L’homme de verre
Elliott Smith Roman candle (1994, Domino)
Au début des années 1990, Elliott Smith mène une double vie. Le jour, comme tout musicien de la scène rock du nord-ouest des USA (ici Portland, Oregon) de l’époque, Docteur Elliott joue au sein d’un combo grunge dénommé Heatmiser (dont j’avoue ne pas connaître grand chose). La nuit, du moins aime-t-on se le figurer ainsi, Mister Smith interprète ses compositions seul à la guitare et les enregistre sur son 4-pistes, posant sans le savoir les bases de sa légende.

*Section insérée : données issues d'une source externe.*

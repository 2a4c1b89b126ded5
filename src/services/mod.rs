//! # Vault Services
//!
//! Certificate, secret and key lookups with per-service read-through caches.

pub mod certificate;
pub mod key_vault;

pub use certificate::CertificateService;
pub use key_vault::KeyVaultService;

use crate::config::ServiceConfiguration;
use crate::error::Result;
use crate::provider::azure::KeyVaultClient;
use std::sync::Arc;
use tracing::info;

/// Both vault services over one shared Key Vault client
#[derive(Debug)]
pub struct VaultServices {
    pub certificates: CertificateService,
    pub key_vault: KeyVaultService,
}

impl VaultServices {
    /// Build both services against the vault named in configuration
    ///
    /// # Errors
    /// Returns an error if the vault URI is missing or the client cannot be created
    pub fn from_configuration(configuration: &ServiceConfiguration) -> Result<Self> {
        let client = Arc::new(KeyVaultClient::new(configuration)?);
        info!(vault_url = %client.vault_url(), "Vault services created");
        Ok(Self {
            certificates: CertificateService::new(Arc::clone(&client)),
            key_vault: KeyVaultService::new(client),
        })
    }
}
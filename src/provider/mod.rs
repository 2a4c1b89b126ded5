//! # Provider Modules
//!
//! Remote vault access. A provider resolves a named resource (optionally at a
//! specific version) and reports either the value or the raw status of the
//! call that failed to produce one.
//!
//! The read-through caches in [`crate::cache`] only depend on
//! [`ResourceFetcher`], so tests can substitute counting fakes for the
//! Key Vault REST client in [`azure`].

use crate::error::Result;
use async_trait::async_trait;
use tokio_util::sync::CancellationToken;

/// Status line of the remote call behind a [`FetchResponse`]
#[derive(Debug, Clone, PartialEq, Eq)]
pub struct RawResponse {
    pub status: u16,
    pub reason: String,
}

impl RawResponse {
    pub fn new(status: u16, reason: impl Into<String>) -> Self {
        Self {
            status,
            reason: reason.into(),
        }
    }

    /// `200 OK`
    #[must_use]
    pub fn ok() -> Self {
        Self::new(200, "OK")
    }

    /// `404 Not Found`
    #[must_use]
    pub fn not_found() -> Self {
        Self::new(404, "Not Found")
    }
}

/// Outcome of a single fetch: a value, or `None` with the raw status explaining why not
#[derive(Debug, Clone)]
pub struct FetchResponse<T> {
    pub value: Option<T>,
    pub raw: RawResponse,
}

impl<T> FetchResponse<T> {
    /// A successful fetch carrying `value`
    pub fn found(value: T) -> Self {
        Self {
            value: Some(value),
            raw: RawResponse::ok(),
        }
    }

    /// A fetch that produced no value
    pub fn missing(raw: RawResponse) -> Self {
        Self { value: None, raw }
    }

    #[must_use]
    pub fn has_value(&self) -> bool {
        self.value.is_some()
    }
}

/// Remote resource fetcher for a single resource type
///
/// Implementations must honour `cancel` for long-running calls; the cache
/// also races every fetch against the token.
#[async_trait]
pub trait ResourceFetcher<T>: Send + Sync {
    /// Fetch `name` at `version` (latest when `None`)
    async fn fetch(
        &self,
        name: &str,
        version: Option<&str>,
        cancel: &CancellationToken,
    ) -> Result<FetchResponse<T>>;
}

// Provider implementations
pub mod azure;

Un an après la parution du premier LP de Heatmiser, Dead air, Elliott Smith publie donc ce premier album solo, Roman candle. Débarrassé de la compagnie des autres membres du groupe, notre homme semble n’aspirer qu’au silence et au murmure. Dans un registre qu’on pourrait croire passablement rebattu (un homme seul et sa guitare), il parvient à créer des formes neuves, des esquisses d’une intensité peu commune. Écouter les deux premiers albums solo d’Elliott Smith serait un peu comme assister à la naissance d’un torrent. Avec ces morceaux tremblés, le songwriter américain semble faire jaillir le premier cours d’une source qui s’écoulera bientôt avec majesté. Malgré son aspect encore un peu vert par endroits, la musique d’Elliott Smith sidère déjà à plusieurs reprises par sa façon de faire vibrer tout l’espace autour d’elle. Tel un homme de verre, fragile et intense, Smith réfléchit la lumière comme pas deux, déployant ses mélodies en inquiétants contre-jours comme en éclaircies miraculeuses.

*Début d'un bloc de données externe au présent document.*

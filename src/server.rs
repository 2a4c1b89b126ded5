//! # HTTP Server
//!
//! HTTP server for the logging endpoints, metrics, and probes.
//!
//! Provides endpoints:
//! - `/api/TestLogging` (GET, POST) - writes one line per log level and returns a welcome message
//! - `/api/GenerateLogs` (GET) - writes one line per log level and returns an empty 200
//! - `/metrics` - Prometheus metrics in text format
//! - `/healthz` - Liveness probe (always returns 200)
//! - `/readyz` - Readiness probe (returns 200 once the listener is bound)
//!
//! The server runs on port 7071 by default. `--port` or `VAULT_SERVICES_PORT`
//! takes precedence over `PORT`.

use crate::constants::LOG_METRIC_VALUE;
use crate::observability::metrics;
use crate::services::VaultServices;
use axum::{
    extract::State,
    http::StatusCode,
    response::IntoResponse,
    routing::get,
    Router,
};
use std::sync::atomic::{AtomicBool, Ordering};
use std::sync::Arc;
use tokio::net::TcpListener;
use tower_http::trace::TraceLayer;
use tracing::{debug, error, info, warn};

/// Body returned by `/api/TestLogging`
pub const WELCOME_MESSAGE: &str = "Welcome to Azure Functions!";

#[derive(Debug)]
pub struct ServerState {
    pub is_ready: Arc<AtomicBool>,
    pub enable_metrics: bool,
    /// Vault services, absent when configuration has no usable vault
    pub vault: Option<Arc<VaultServices>>,
}

impl ServerState {
    #[must_use]
    pub fn new(enable_metrics: bool) -> Self {
        Self {
            is_ready: Arc::new(AtomicBool::new(false)),
            enable_metrics,
            vault: None,
        }
    }

    #[must_use]
    pub fn with_vault(mut self, vault: VaultServices) -> Self {
        self.vault = Some(Arc::new(vault));
        self
    }
}

/// Build the router without binding a listener
pub fn router(state: Arc<ServerState>) -> Router {
    Router::new()
        .route("/api/TestLogging", get(test_logging_handler).post(test_logging_handler))
        .route("/api/GenerateLogs", get(generate_logs_handler))
        .route("/metrics", get(metrics_handler))
        .route("/healthz", get(healthz_handler))
        .route("/readyz", get(readyz_handler))
        .layer(TraceLayer::new_for_http())
        .with_state(state)
}

/// Bind `0.0.0.0:{port}` and serve until Ctrl-C
///
/// # Errors
/// Returns an error if the port cannot be bound or the server fails
pub async fn start_server(port: u16, state: Arc<ServerState>) -> Result<(), anyhow::Error> {
    let app = router(state.clone());

    let addr = format!("0.0.0.0:{port}");
    let listener = TcpListener::bind(&addr).await?;

    info!("HTTP server listening on {}", addr);
    state.is_ready.store(true, Ordering::Relaxed);

    axum::serve(listener, app)
        .with_graceful_shutdown(shutdown_signal())
        .await?;

    state.is_ready.store(false, Ordering::Relaxed);
    info!("HTTP server stopped");
    Ok(())
}

async fn shutdown_signal() {
    if let Err(e) = tokio::signal::ctrl_c().await {
        error!("Failed to listen for shutdown signal: {}", e);
    }
}

/// One line per level; tracing has no critical level so it is an error tagged `critical`
fn write_log_levels() {
    debug!("Logging Debug");
    metrics::log_metric("Logging metric", LOG_METRIC_VALUE);
    info!("Logging information");
    warn!("Logging warning");
    error!("Logging error");
    error!(critical = true, "Logging critical");
}

async fn test_logging_handler() -> impl IntoResponse {
    write_log_levels();
    (StatusCode::OK, WELCOME_MESSAGE)
}

async fn generate_logs_handler() -> impl IntoResponse {
    write_log_levels();
    StatusCode::OK
}

async fn metrics_handler(State(state): State<Arc<ServerState>>) -> impl IntoResponse {
    if !state.enable_metrics {
        return (
            StatusCode::NOT_FOUND,
            [("content-type", "text/plain")],
            String::new(),
        );
    }

    match metrics::encode_text() {
        Ok(body) => (
            StatusCode::OK,
            [("content-type", "text/plain; version=0.0.4; charset=utf-8")],
            body,
        ),
        Err(e) => {
            error!("Failed to encode metrics: {}", e);
            (
                StatusCode::INTERNAL_SERVER_ERROR,
                [("content-type", "text/plain")],
                format!("Failed to encode metrics: {e}"),
            )
        }
    }
}

async fn healthz_handler() -> impl IntoResponse {
    StatusCode::OK
}

async fn readyz_handler(State(state): State<Arc<ServerState>>) -> impl IntoResponse {
    if state.is_ready.load(Ordering::Relaxed) {
        StatusCode::OK
    } else {
        StatusCode::SERVICE_UNAVAILABLE
    }
}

L’album est assez court, à peine plus de trente minutes, et s’apparente parfois aux premiers pas hésitants d’un songwriter encore peu sûr de sa démarche. Et pourtant… Roman candle, le morceau éponyme, vibrionne d’une intensité inquiète, presque menaçante, premier aperçu du malaise monstre qui parcourra toute l’œuvre d’Elliott Smith, ce mal-être permanent sublimé par sa musique. Le bonhomme nous offre surtout l’incroyable Condor Ave., ballade urbaine et nocturne à vous fendre l’âme en deux, les mots peinant à exprimer tout ce qu’il se passe ici en trois minutes et quelques. L’air de ne pas y toucher, Elliott Smith dégaine une chanson immense, la première d’une longue série serai-je tenté d’ajouter. On pourra aussi mentionner la tendre douceur (douleur?) de No name #1 ou les frissons affleurant à la surface du dylanien No name #2. On retiendra aussi l’électrique Last call, morceau là encore habité d’une urgence cruciale, sur lequel Smith déverse des mots d’une noirceur d’encre: « I wanted her to tell me that she would never wake me / I’m lying here waiting for sleep to overtake me ».

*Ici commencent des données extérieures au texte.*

// Copyright (c) 2021 Harry [Majored] [hello@majored.pw]
// MIT License (https://github.com/Majored/rs-async-zip/blob/main/LICENSE)

use crate::core::cdr::RawCentralDirectoryRecord;
use crate::core::edf::{self, Zip64ExtendedInformation};
use crate::core::lfh::{self, LocalFileHeader, RawLocalFileHeader};
use crate::entry::builder::ZipEntryBuilder;
use crate::entry::ZipEntry;
use crate::error::{Result, Zip64ErrorCase, ZipError};
use crate::spec::compression::Compression;
use crate::spec::consts::NON_ZIP64_MAX_SIZE;
use crate::spec::flag::GeneralPurposeFlag;
use crate::string::StringEncoding;
use crate::write::ZipFileWriter;

use std::borrow::Cow;
use std::io::Write;

/// The MS-DOS directory bit of the external file attribute.
const DOS_DIRECTORY_ATTRIBUTE: u32 = 0x10;

pub struct EntryWholeWriter<'b, 'c, W: Write> {
    writer: &'b mut ZipFileWriter<W>,
    builder: ZipEntryBuilder,
    data: &'c [u8],
}

impl<'b, 'c, W: Write> EntryWholeWriter<'b, 'c, W> {
    pub fn from_raw(writer: &'b mut ZipFileWriter<W>, builder: ZipEntryBuilder, data: &'c [u8]) -> Self {
        Self { writer, builder, data }
    }

    pub fn write(self) -> Result<()> {
        let compressed_data = compress(self.builder.compression, self.data)?;

        let uncompressed_size = self.data.len() as u64;
        let compressed_size = compressed_data.len() as u64;
        let header_offset = self.writer.writer.offset();

        let large_sizes = uncompressed_size >= NON_ZIP64_MAX_SIZE as u64 || compressed_size >= NON_ZIP64_MAX_SIZE as u64;
        let large_offset = header_offset >= NON_ZIP64_MAX_SIZE as u64;
        if large_sizes || large_offset {
            self.writer.require_zip64(Zip64ErrorCase::LargeFile)?;
        }

        let filename = self.builder.filename;
        let comment = self.builder.comment;
        let file_name_length = u16::try_from(filename.as_bytes().len()).map_err(|_| ZipError::FileNameTooLarge)?;
        let file_comment_length = u16::try_from(comment.as_bytes().len()).map_err(|_| ZipError::CommentTooLarge)?;
        let dir = filename.as_bytes().ends_with(b"/");

        let flags = GeneralPurposeFlag {
            encrypted: false,
            data_descriptor: false,
            filename_unicode: filename.encoding() == StringEncoding::Utf8
                && comment.encoding() == StringEncoding::Utf8
                && !(filename.as_bytes().is_ascii() && comment.as_bytes().is_ascii()),
        };
        let version_needed_to_extract =
            crate::spec::version::as_needed_to_extract(self.builder.compression, dir, large_sizes || large_offset);
        let crc_32 = crc32fast::hash(self.data);
        let date = self.builder.last_modification_date;

        // The local header's ZIP64 field, when present, must carry both sizes.
        let local_extra_field = match large_sizes {
            true => edf::as_bytes(&[Zip64ExtendedInformation {
                uncompressed_size: Some(uncompressed_size),
                compressed_size: Some(compressed_size),
                ..Default::default()
            }
            .to_field()])?,
            false => Vec::new(),
        };

        let (raw_compressed_size, raw_uncompressed_size) = match large_sizes {
            true => (NON_ZIP64_MAX_SIZE, NON_ZIP64_MAX_SIZE),
            false => (compressed_size as u32, uncompressed_size as u32),
        };

        let header = LocalFileHeader {
            raw: RawLocalFileHeader {
                version_needed_to_extract,
                general_purpose_flags: flags.into(),
                compression_method: self.builder.compression.into(),
                last_mod_file_time: date.time,
                last_mod_file_date: date.date,
                crc_32,
                compressed_size: raw_compressed_size,
                uncompressed_size: raw_uncompressed_size,
                file_name_length,
                extra_field_length: u16::try_from(local_extra_field.len())
                    .map_err(|_| ZipError::ExtraFieldTooLarge)?,
            },
            file_name: filename.as_bytes().to_vec(),
            extra_field: local_extra_field,
        };

        lfh::write(&mut self.writer.writer, &header)?;
        self.writer.writer.write_all(&compressed_data)?;

        let extra_fields = match large_sizes || large_offset {
            true => vec![Zip64ExtendedInformation {
                uncompressed_size: large_sizes.then_some(uncompressed_size),
                compressed_size: large_sizes.then_some(compressed_size),
                relative_header_offset: large_offset.then_some(header_offset),
                disk_start_number: None,
            }
            .to_field()],
            false => Vec::new(),
        };
        let extra_field = edf::as_bytes(&extra_fields)?;

        let external_file_attributes = self.builder.unix_permissions.map_or(0, |mode| u32::from(mode) << 16)
            | if dir { DOS_DIRECTORY_ATTRIBUTE } else { 0 };

        let raw = RawCentralDirectoryRecord {
            version_made_by: crate::spec::version::as_made_by(),
            version_needed_to_extract,
            general_purpose_bit_flag: header.raw.general_purpose_flags,
            compression_method: header.raw.compression_method,
            last_mod_file_time: date.time,
            last_mod_file_date: date.date,
            crc_32,
            compressed_size: raw_compressed_size,
            uncompressed_size: raw_uncompressed_size,
            file_name_length,
            extra_field_length: u16::try_from(extra_field.len()).map_err(|_| ZipError::ExtraFieldTooLarge)?,
            file_comment_length,
            disk_number_start: 0,
            internal_file_attributes: self.builder.internal_file_attribute,
            external_file_attributes,
            relative_offset_of_local_header: match large_offset {
                true => NON_ZIP64_MAX_SIZE,
                false => header_offset as u32,
            },
        };

        let entry = ZipEntry {
            raw,
            filename,
            extra_field,
            extra_fields,
            comment,
            uncompressed_size,
            compressed_size,
            header_offset,
            disk_start: 0,
        };

        tracing::trace!(filename = %entry.filename(), header_offset, compressed_size, "wrote entry");
        self.writer.session.push(entry);

        Ok(())
    }
}

fn compress(compression: Compression, data: &[u8]) -> Result<Cow<'_, [u8]>> {
    match compression {
        Compression::Stored => Ok(Cow::Borrowed(data)),
        #[cfg(feature = "deflate")]
        Compression::Deflate => {
            let mut encoder = flate2::write::DeflateEncoder::new(Vec::new(), flate2::Compression::default());
            encoder.write_all(data)?;
            Ok(Cow::Owned(encoder.finish()?))
        }
        unsupported => Err(ZipError::CompressionNotSupported(unsupported.into())),
    }
}
// Copyright (c) 2022 Harry [Majored] [hello@majored.pw]
// MIT License (https://github.com/Majored/rs-async-zip/blob/main/LICENSE)

//! A resettable, forward-only cursor over an archive's central directory.

use crate::append::AppendSession;
use crate::entry::ZipEntry;
use crate::error::{Result, ZipError};
use crate::io::{ReadAt, SectionReader};
use crate::read::cd;
use crate::read::locator::{self, EndOfCentralDirectory};
use crate::string::ZipString;

use std::io::{BufReader, Seek, SeekFrom};

/// The maximum capacity of the buffer used to read the central directory (20MiB).
const MAX_CD_BUFFER_SIZE: usize = 20 * 1024 * 1024;

/// The minimum capacity of the buffer used to read the central directory (8KiB).
const MIN_CD_BUFFER_SIZE: usize = 8 * 1024;

/// Iterates over the central directory records of an archive, one [`ZipEntry`] at a time.
///
/// Records are parsed lazily in the order they're stored, so the directory is never held in memory as a whole.
/// Each iterator owns its cursor over the source, so any number of iterators may share one [`ReadAt`] source.
///
/// # Example
/// ```no_run
/// # use zip_append::read::iter::DirectoryIterator;
/// # use zip_append::error::Result;
/// #
/// # fn run() -> Result<()> {
/// let file = std::fs::File::open("./foo.zip")?;
/// let size = file.metadata()?.len() as i64;
/// let mut iterator = DirectoryIterator::new(file, size)?;
///
/// while let Some(entry) = iterator.next_entry()? {
///     println!("{}", entry.filename());
/// }
/// #   Ok(())
/// # }
/// ```
pub struct DirectoryIterator<R> {
    reader: BufReader<SectionReader<R>>,
    end: EndOfCentralDirectory,
    size: u64,
    exhausted: bool,
    yielded: u64,
}

impl<R: ReadAt> DirectoryIterator<R> {
    /// Locates the central directory of the first `size` bytes of `source` and positions the iterator at its first
    /// record.
    ///
    /// A negative size is rejected before the source is read.
    #[tracing::instrument(skip(source))]
    pub fn new(source: R, size: i64) -> Result<Self> {
        let size = u64::try_from(size).map_err(|_| ZipError::InvalidArgument("archive size must not be negative"))?;
        let end = locator::end_of_central_directory(&source, size)?;

        let capacity = usize::try_from(end.directory_size())
            .unwrap_or(MAX_CD_BUFFER_SIZE)
            .clamp(MIN_CD_BUFFER_SIZE, MAX_CD_BUFFER_SIZE);
        let reader = BufReader::with_capacity(capacity, SectionReader::new(source, size));

        let mut iterator = Self { reader, end, size, exhausted: false, yielded: 0 };
        iterator.reset()?;

        Ok(iterator)
    }

    /// Returns the next entry, or `None` once the central directory has been exhausted.
    ///
    /// Once `None` has been returned, further calls keep returning it without reading until [`Self::reset()`] is
    /// called. Errors are returned as-is; the iterator's position within the failing record is then unspecified until
    /// it is reset.
    pub fn next_entry(&mut self) -> Result<Option<ZipEntry>> {
        if self.exhausted {
            return Ok(None);
        }

        match cd::next_record(&mut self.reader)? {
            Some(entry) => {
                self.yielded += 1;
                Ok(Some(entry))
            }
            None => {
                self.exhausted = true;

                if self.yielded != self.end.directory_records() {
                    tracing::warn!(
                        declared = self.end.directory_records(),
                        found = self.yielded,
                        "central directory record count differs from the end of central directory record"
                    );
                }

                Ok(None)
            }
        }
    }

    /// Repositions the iterator at the first central directory record, discarding any buffered data.
    pub fn reset(&mut self) -> Result<()> {
        self.reader.seek(SeekFrom::Start(self.end.directory_offset()))?;
        self.exhausted = false;
        self.yielded = 0;
        Ok(())
    }

    /// Returns an [`Iterator`] over the remaining entries.
    pub fn entries(&mut self) -> Entries<'_, R> {
        Entries { inner: self, failed: false }
    }

    /// Drains this iterator from its first record into an [`AppendSession`] whose write cursor is the archive size.
    pub fn append_session(&mut self) -> Result<AppendSession> {
        let size = self.size;
        AppendSession::build(self, size)
    }
}

impl<R> DirectoryIterator<R> {
    /// Returns the archive's comment.
    pub fn comment(&self) -> &ZipString {
        self.end.comment()
    }

    /// Returns the located end of central directory values.
    pub fn end_of_central_directory(&self) -> &EndOfCentralDirectory {
        &self.end
    }

    /// Returns the archive size this iterator was constructed with.
    pub fn size(&self) -> u64 {
        self.size
    }
}

/// An [`Iterator`] adaptor over [`DirectoryIterator::next_entry()`], which stops after the first error.
pub struct Entries<'a, R> {
    inner: &'a mut DirectoryIterator<R>,
    failed: bool,
}

impl<R: ReadAt> Iterator for Entries<'_, R> {
    type Item = Result<ZipEntry>;

    fn next(&mut self) -> Option<Self::Item> {
        if self.failed {
            return None;
        }

        match self.inner.next_entry() {
            Ok(entry) => entry.map(Ok),
            Err(err) => {
                self.failed = true;
                Some(Err(err))
            }
        }
    }
}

Après Roman candle, Elliott Smith continuera un temps de se partager entre Heatmiser et ses albums solo, faisant paraître un deuxième album solo en 1995, déjà situé un cran au-dessus de ces premiers moments. La révélation viendra avec le magnifique Either/or de 1997 puis ce sera le fabuleux enchaînement XO (1998) – Figure 8 (2000) qui vaudra à son auteur sa place au panthéon des grands songwriters modernes. Une mort tragique viendra malheureusement le faucher en 2003.
2 réponses
[…] son groupe de rock à guitares, et une carrière solo entamée à peine un an plus tôt avec un Roman candle plein de promesses exhibant sous une acoustique à fleur de peau des fêlures larges comme des […]
[…] morceau qui ouvre le premier album solo de l’immense Elliott Smith révèle déjà la force émotionnelle du compositeur, cette […]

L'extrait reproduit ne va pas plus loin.